Combine parts of pages of a PDF document

mergepdf

I have a PDF which has some content split onto 2 pages.

The first part takes less or equal the bottom half of the first page and the second part takes less than the top half of the second page. For example, if x is the wanted content on the first page and y is the wanted content on the second page and - is the content I don't want to be in the output document we have:

|-|  |y|
|-|  |y|
|-|  |-|
|x|  |-|
|x|  |-|

And I'd like to have

|x|
|x|
|y|
|y|

on one page.

Is it possible to merge these parts that way on Linux?

Best Answer

Believe you should be able to tweak this script to do what you want:

It is somewhat utility heavy using:

  • pdfinfo - get dimensions.
  • gs - extract boxes from pages.
  • pdftk - collate to one PDF.
  • pdfjam - generate 1 of 2 pages.

As of now it works for equal sizes extracted from top/bottom. (Currently hard coded with offs=50 AKA 50%).
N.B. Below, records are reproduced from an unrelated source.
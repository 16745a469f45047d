//! Worst Fit algorithm.

use crate::common::{Allocation, AllocationVerdict};
use crate::resource_pool::ResourcePoolState;
use crate::vm_placement_algorithm::{PlacementDecision, PlacementError, VmPlacementAlgorithm};
use crate::vm_placement_algorithms::first_fit::decision_with_first_unit;

/// WorstFit algorithm, which returns the least loaded (by CPU) suitable host.
#[derive(Default)]
pub struct WorstFit;

impl WorstFit {
    pub fn new() -> Self {
        Default::default()
    }
}

impl VmPlacementAlgorithm for WorstFit {
    fn select_host(
        &self,
        alloc: &Allocation,
        pool_state: &ResourcePoolState,
    ) -> Result<Option<PlacementDecision>, PlacementError> {
        let mut result: Option<u32> = None;
        let mut max_available_cpu: u32 = 0;

        for host in pool_state.get_hosts_list() {
            if pool_state.can_allocate(alloc, host) == AllocationVerdict::Success
                && pool_state.get_available_cpu(host) > max_available_cpu
            {
                max_available_cpu = pool_state.get_available_cpu(host);
                result = Some(host);
            }
        }
        Ok(result.map(|host| decision_with_first_unit(alloc, pool_state, host)))
    }
}
//! Marginal value algorithm over per-host (CPU, memory) points.

use std::cell::RefCell;

use crate::common::{Allocation, AllocationVerdict, ResourcePoint};
use crate::resource_pool::ResourcePoolState;
use crate::valuation::{NodeValuation, ValuationCache};
use crate::vm_placement_algorithm::{check_after_point, ensure_finite};
use crate::vm_placement_algorithm::{PlacementDecision, PlacementError, VmPlacementAlgorithm};

/// Chooses the host for which the placement increases the valuation of the
/// host's free-capacity point the most.
///
/// For each suitable host the before and after points are valued (with
/// memoization) and `delta = value(after) - value(before)` is maximized.
/// Ties keep the earliest iterated host. Bandwidth is only checked for
/// suitability; the unit choice is left to the caller.
pub struct MarginalValueFit {
    valuation: Box<dyn NodeValuation>,
    cache: RefCell<ValuationCache>,
}

impl MarginalValueFit {
    pub fn new(valuation: Box<dyn NodeValuation>) -> Self {
        Self {
            valuation,
            cache: RefCell::new(ValuationCache::new()),
        }
    }

    /// Number of memoized valuation results.
    pub fn cache_len(&self) -> usize {
        self.cache.borrow().len()
    }
}

impl VmPlacementAlgorithm for MarginalValueFit {
    fn select_host(
        &self,
        alloc: &Allocation,
        pool_state: &ResourcePoolState,
    ) -> Result<Option<PlacementDecision>, PlacementError> {
        let mut result: Option<u32> = None;
        let mut max_delta = f64::NEG_INFINITY;
        let mut cache = self.cache.borrow_mut();

        for host in pool_state.get_hosts_list() {
            if pool_state.can_allocate(alloc, host) != AllocationVerdict::Success {
                continue;
            }
            let before = pool_state.get_resource_point(host);
            let after = ResourcePoint::new(
                before.cpu - alloc.cpu_usage as f64 / pool_state.get_total_cpu(host) as f64,
                before.memory - alloc.memory_usage as f64 / pool_state.get_total_memory(host) as f64,
            );
            check_after_point(host, after)?;

            let value_before = ensure_finite(cache.node_value(&*self.valuation, before))?;
            let value_after = ensure_finite(cache.node_value(&*self.valuation, after))?;
            let delta = value_after - value_before;
            log::trace!("vm #{}: host #{} delta {}", alloc.id, host, delta);
            if delta > max_delta {
                max_delta = delta;
                result = Some(host);
            }
        }
        Ok(result.map(PlacementDecision::on_host))
    }
}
With some tweaking you should be able to make it work for e.g. 70% - 30% or what ever.


pdf50x50:

#!/bin/bash

if ! [ -r "$1" ]; then
    printf "Unable to read file \`%s'\n" "$1" >&2
    exit 1
fi
fn_in="$1"

# A (debug) counter for "temp" files.
# NOTE: Printing to file .pdftestnr in working directory
fn_nr=.pdftestnr

[ -r $fn_nr ] && nr=$(<$fn_nr) || nr=0
((++nr))
printf %d $nr > $fn_nr

# File names.
fn_top=$(printf "top-%03d.pdf" $nr)
fn_bottom=$(printf "bottom-%03d.pdf" $nr)
fn_combi=$(printf "combi-%03d.pdf" $nr)
fn_fine=$(printf "fine-%03d.pdf" $nr)

# Get dimensions
read -r p w h <<<$(pdfinfo $fn_in | awk '/^Pages:/{print $2}/^Page size/{print $3, $5}')
# Calculate pixel dimensions (might fail.)
((pix_w = w * 10))
((pix_h = h * 10))

printf "Size %dx%d pts of %d pages\n" $w $h $p

# Percent
offs=50

((offs = h * offs / 100))
((pix_crop_h = pix_h - offs * 10 ))

echo $pix_crop_h $offs

# Extract top box to own pdf.
gs \
    -o $fn_top \
    -sDEVICE=pdfwrite \
    -g${pix_w}x$pix_crop_h \
    -c "<</PageOffset [0 -$offs]>> setpagedevice" \
    -f $fn_in

# Extract bottom box to own pdf.
gs \
    -o $fn_bottom \
    -sDEVICE=pdfwrite \
    -g${pix_w}x$pix_crop_h \
    -c "<</PageOffset [0 0]>> setpagedevice" \
    -f $fn_in


# Combine top and bottom files to one file.
pdftk \
  A=$fn_top \
  B=$fn_bottom \
  cat A1 B2 \
  output $fn_combi \
  verbose

# Combine 2 pages to one.
pdfjam $fn_combi --nup 1x2 --outfile $fn_fine